Hyperemesis gravidarum is a severe form of morning sickness.

Affected women experience intense nausea and are unable to keep down food and fluids. This can lead to dangerous dehydration and inadequate nutrition during pregnancy.

In a recent study from Kaiser Permanente, researchers found children whose mothers had this health problem during pregnancy were 53% more likely to be diagnosed with autism.

This finding suggests that children born to women with hyperemesis may be at an increased risk of autism.

Awareness of this association may create the opportunity for earlier diagnosis and intervention in children at risk of autism.

The study is published in the American Journal of Perinatology.
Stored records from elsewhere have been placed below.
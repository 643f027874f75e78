//! Unified error handling
//!
//! Every failure path maps to a machine-readable code plus an HTTP status:
//!
//! | Code | HTTP |
//! |------|------|
//! | NO_AUTH_HEADER / INVALID_TOKEN_FORMAT / TOKEN_EXPIRED / INVALID_TOKEN / INVALID_TOKEN_PAYLOAD / NOT_AUTHENTICATED | 401 |
//! | INVALID_CREDENTIALS | 400 |
//! | INSUFFICIENT_PERMISSIONS | 403 |
//! | NOT_FOUND | 404 |
//! | DUPLICATE | 409 |
//! | VALIDATION_FAILED / INVALID_REQUEST | 400 |
//! | BUSINESS_RULE | 422 |
//! | DATABASE_ERROR / INTERNAL_ERROR | 500 |

use axum::{
    Json,
    http::StatusCode,
    response::{IntoResponse, Response},
};
use serde::Serialize;
use tracing::error;

use crate::db::repository::RepoError;

/// Error response body
///
/// ```json
/// {
///   "code": "NOT_FOUND",
///   "message": "Invoice invoice:abc not found"
/// }
/// ```
#[derive(Debug, Serialize)]
pub struct ErrorBody {
    pub code: String,
    pub message: String,
    #[serde(skip_serializing_if = "Option::is_none")]
    pub details: Option<serde_json::Value>,
}

/// Application error enum
#[derive(Debug, thiserror::Error)]
pub enum AppError {
    // ========== Authentication errors (401) ==========
    #[error("Authorization header missing")]
    NoAuthHeader,

    #[error("Authorization header is not a bearer token")]
    InvalidTokenFormat,

    #[error("Token expired")]
    TokenExpired,

    #[error("Invalid token")]
    InvalidToken,

    #[error("Token payload is malformed")]
    InvalidTokenPayload,

    #[error("Not authenticated")]
    NotAuthenticated,

    // ========== Authorization errors (403) ==========
    #[error("Insufficient permissions: {0}")]
    Forbidden(String),

    // ========== Business errors (4xx) ==========
    #[error("Not found: {0}")]
    NotFound(String),

    #[error("Already exists: {0}")]
    Conflict(String),

    #[error("Validation failed: {message}")]
    Validation {
        message: String,
        details: Option<serde_json::Value>,
    },

    #[error("Business rule violation: {0}")]
    BusinessRule(String),

    #[error("Invalid request: {0}")]
    Invalid(String),

    #[error("Invalid credentials")]
    InvalidCredentials,

    // ========== System errors (5xx) ==========
    #[error("Database error: {0}")]
    Database(String),

    #[error("Internal server error: {0}")]
    Internal(String),
}

impl IntoResponse for AppError {
    fn into_response(self) -> Response {
        let (status, code, message, details) = match self {
            AppError::NoAuthHeader => (
                StatusCode::UNAUTHORIZED,
                "NO_AUTH_HEADER",
                "Authorization header missing".to_string(),
                None,
            ),
            AppError::InvalidTokenFormat => (
                StatusCode::UNAUTHORIZED,
                "INVALID_TOKEN_FORMAT",
                "Authorization header must be 'Bearer <token>'".to_string(),
                None,
            ),
            AppError::TokenExpired => (
                StatusCode::UNAUTHORIZED,
                "TOKEN_EXPIRED",
                "Token has expired".to_string(),
                None,
            ),
            AppError::InvalidToken => (
                StatusCode::UNAUTHORIZED,
                "INVALID_TOKEN",
                "Token is invalid".to_string(),
                None,
            ),
            AppError::InvalidTokenPayload => (
                StatusCode::UNAUTHORIZED,
                "INVALID_TOKEN_PAYLOAD",
                "Token payload is malformed".to_string(),
                None,
            ),
            AppError::NotAuthenticated => (
                StatusCode::UNAUTHORIZED,
                "NOT_AUTHENTICATED",
                "Authentication required".to_string(),
                None,
            ),
            AppError::Forbidden(msg) => {
                (StatusCode::FORBIDDEN, "INSUFFICIENT_PERMISSIONS", msg, None)
            }
            AppError::NotFound(msg) => (StatusCode::NOT_FOUND, "NOT_FOUND", msg, None),
            AppError::Conflict(msg) => (StatusCode::CONFLICT, "DUPLICATE", msg, None),
            AppError::Validation { message, details } => {
                (StatusCode::BAD_REQUEST, "VALIDATION_FAILED", message, details)
            }
            AppError::BusinessRule(msg) => {
                (StatusCode::UNPROCESSABLE_ENTITY, "BUSINESS_RULE", msg, None)
            }
            AppError::Invalid(msg) => (StatusCode::BAD_REQUEST, "INVALID_REQUEST", msg, None),
            AppError::InvalidCredentials => (
                StatusCode::BAD_REQUEST,
                "INVALID_CREDENTIALS",
                "Invalid email or password".to_string(),
                None,
            ),
            AppError::Database(msg) => {
                error!(target: "database", error = %msg, "Database error occurred");
                (
                    StatusCode::INTERNAL_SERVER_ERROR,
                    "DATABASE_ERROR",
                    "Database error".to_string(),
                    None,
                )
            }
            AppError::Internal(msg) => {
                error!(target: "internal", error = %msg, "Internal error occurred");
                (
                    StatusCode::INTERNAL_SERVER_ERROR,
                    "INTERNAL_ERROR",
                    "Internal server error".to_string(),
                    None,
                )
            }
        };

        let body = Json(ErrorBody {
            code: code.to_string(),
            message,
            details,
        });

        (status, body).into_response()
    }
}

// ========== Helper Constructors ==========

impl AppError {
    pub fn not_found(msg: impl Into<String>) -> Self {
        Self::NotFound(msg.into())
    }

    pub fn conflict(msg: impl Into<String>) -> Self {
        Self::Conflict(msg.into())
    }

    pub fn forbidden(msg: impl Into<String>) -> Self {
        Self::Forbidden(msg.into())
    }

    pub fn business_rule(msg: impl Into<String>) -> Self {
        Self::BusinessRule(msg.into())
    }

    pub fn invalid(msg: impl Into<String>) -> Self {
        Self::Invalid(msg.into())
    }

    pub fn database(msg: impl Into<String>) -> Self {
        Self::Database(msg.into())
    }

    pub fn internal(msg: impl Into<String>) -> Self {
        Self::Internal(msg.into())
    }

    pub fn validation(msg: impl Into<String>) -> Self {
        Self::Validation {
            message: msg.into(),
            details: None,
        }
    }
}

impl From<RepoError> for AppError {
    fn from(e: RepoError) -> Self {
        match e {
            RepoError::NotFound(msg) => AppError::NotFound(msg),
            RepoError::Duplicate(msg) => AppError::Conflict(msg),
            RepoError::Validation(msg) => AppError::validation(msg),
            RepoError::Database(msg) => AppError::Database(msg),
        }
    }
}

impl From<validator::ValidationErrors> for AppError {
    fn from(e: validator::ValidationErrors) -> Self {
        let details = serde_json::to_value(&e).ok();
        AppError::Validation {
            message: "Request validation failed".to_string(),
            details,
        }
    }
}

/// Result type for handlers
pub type AppResult<T> = Result<T, AppError>;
The lead author is Darios Getahun, MD, Ph.D., of Kaiser Permanente.

In the study, the researchers reviewed electronic health records of nearly 500,000 pregnant women and their children born between 1991 and 2014 at Kaiser Permanente in Southern California.

They aimed to determine the extent of the association between hyperemesis gravidarum and autism.
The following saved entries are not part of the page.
//! HTTP server startup and shutdown

use crate::api;
use crate::core::{Config, ServerState};

pub struct Server {
    config: Config,
    state: Option<ServerState>,
}

impl Server {
    pub fn new(config: Config) -> Self {
        Self {
            config,
            state: None,
        }
    }

    /// Reuse an already initialized state, mostly for tests
    pub fn with_state(config: Config, state: ServerState) -> Self {
        Self {
            config,
            state: Some(state),
        }
    }

    pub async fn run(&self) -> anyhow::Result<()> {
        let state = match &self.state {
            Some(s) => s.clone(),
            None => ServerState::initialize(&self.config).await?,
        };

        let app = api::build_app(state);

        let addr = std::net::SocketAddr::from(([0, 0, 0, 0], self.config.http_port));
        let listener = tokio::net::TcpListener::bind(addr).await?;
        tracing::info!("ERP server listening on {}", addr);

        axum::serve(listener, app)
            .with_graceful_shutdown(async {
                let _ = tokio::signal::ctrl_c().await;
                tracing::info!("Shutting down...");
            })
            .await?;

        Ok(())
    }
}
They compared children whose mothers had a diagnosis of hyperemesis gravidarum during pregnancy to those whose mothers did not.

The researchers found exposure to hyperemesis gravidarum was linked to an increased risk of autism when hyperemesis gravidarum was diagnosed during the first and second trimesters of pregnancy, but not when it was diagnosed only in the third trimester.

In addition, exposure to hyperemesis gravidarum was linked to risk of autism regardless of the severity of the mother’s hyperemesis gravidarum.

The link between hyperemesis gravidarum and autism was stronger in girls than boys and among whites and Hispanics than among blacks and Pacific Islanders.

The medications used to treat hyperemesis gravidarum did not appear to be related to autism risk.

The team says the study cannot rule out other possible explanations, such as perinatal exposures to some medications and maternal smoking.

Future work needs to examine these factors and develop earlier diagnosis and intervention.